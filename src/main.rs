use std::process;

use clap::Parser;
use tracing::level_filters::LevelFilter;
use tracing_subscriber::fmt::format::FmtSpan;
use tracing_subscriber::layer::SubscriberExt;
use tracing_subscriber::util::SubscriberInitExt;
use tracing_subscriber::{fmt, Layer};

use willow2yew::cli::{execute_command, output, Cli};

fn main() {
    let cli = Cli::parse();

    setup_logging(cli.debug);

    if let Err(e) = execute_command(&cli) {
        output::error(&e);
        process::exit(e.exit_code());
    }
}

fn setup_logging(verbosity: u8) {
    let filter = match verbosity {
        0 => LevelFilter::WARN,
        1 => LevelFilter::INFO,
        2 => LevelFilter::DEBUG,
        3 => LevelFilter::TRACE,
        _ => {
            eprintln!("Don't be crazy, max is -d -d -d");
            LevelFilter::TRACE
        }
    };

    // Formatted output directed to stderr, stdout is reserved for results
    let fmt_layer = fmt::layer()
        .with_writer(std::io::stderr)
        .with_target(true)
        .with_thread_names(false)
        .with_span_events(FmtSpan::CLOSE)
        .with_filter(filter);

    tracing_subscriber::registry().with(fmt_layer).init();

    match filter {
        LevelFilter::INFO => tracing::info!("Debug mode: info"),
        LevelFilter::DEBUG => tracing::debug!("Debug mode: debug"),
        LevelFilter::TRACE => tracing::debug!("Debug mode: trace"),
        _ => {}
    }
}

#[cfg(test)]
mod tests {
    use super::*;
    use willow2yew::util::testing;

    #[test]
    fn verify_cli() {
        testing::init_test_setup();
        use clap::CommandFactory;
        Cli::command().debug_assert();
    }
}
§ §
## Work to complete:
Reproduce the material above exactly, beginning at its first line and ending with the line that holds "be crazy, max". Include nothing else.

## Result:
filename src/main.rs
use std::process;

use clap::Parser;
use tracing::level_filters::LevelFilter;
use tracing_subscriber::fmt::format::FmtSpan;
use tracing_subscriber::layer::SubscriberExt;
use tracing_subscriber::util::SubscriberInitExt;
use tracing_subscriber::{fmt, Layer};

use willow2yew::cli::{execute_command, output, Cli};

fn main() {
    let cli = Cli::parse();

    setup_logging(cli.debug);

    if let Err(e) = execute_command(&cli) {
        output::error(&e);
        process::exit(e.exit_code());
    }
}

fn setup_logging(verbosity: u8) {
    let filter = match verbosity {
        0 => LevelFilter::WARN,
        1 => LevelFilter::INFO,
        2 => LevelFilter::DEBUG,
        3 => LevelFilter::TRACE,
        _ => {
            eprintln!("Don't be crazy, max is -d -d -d");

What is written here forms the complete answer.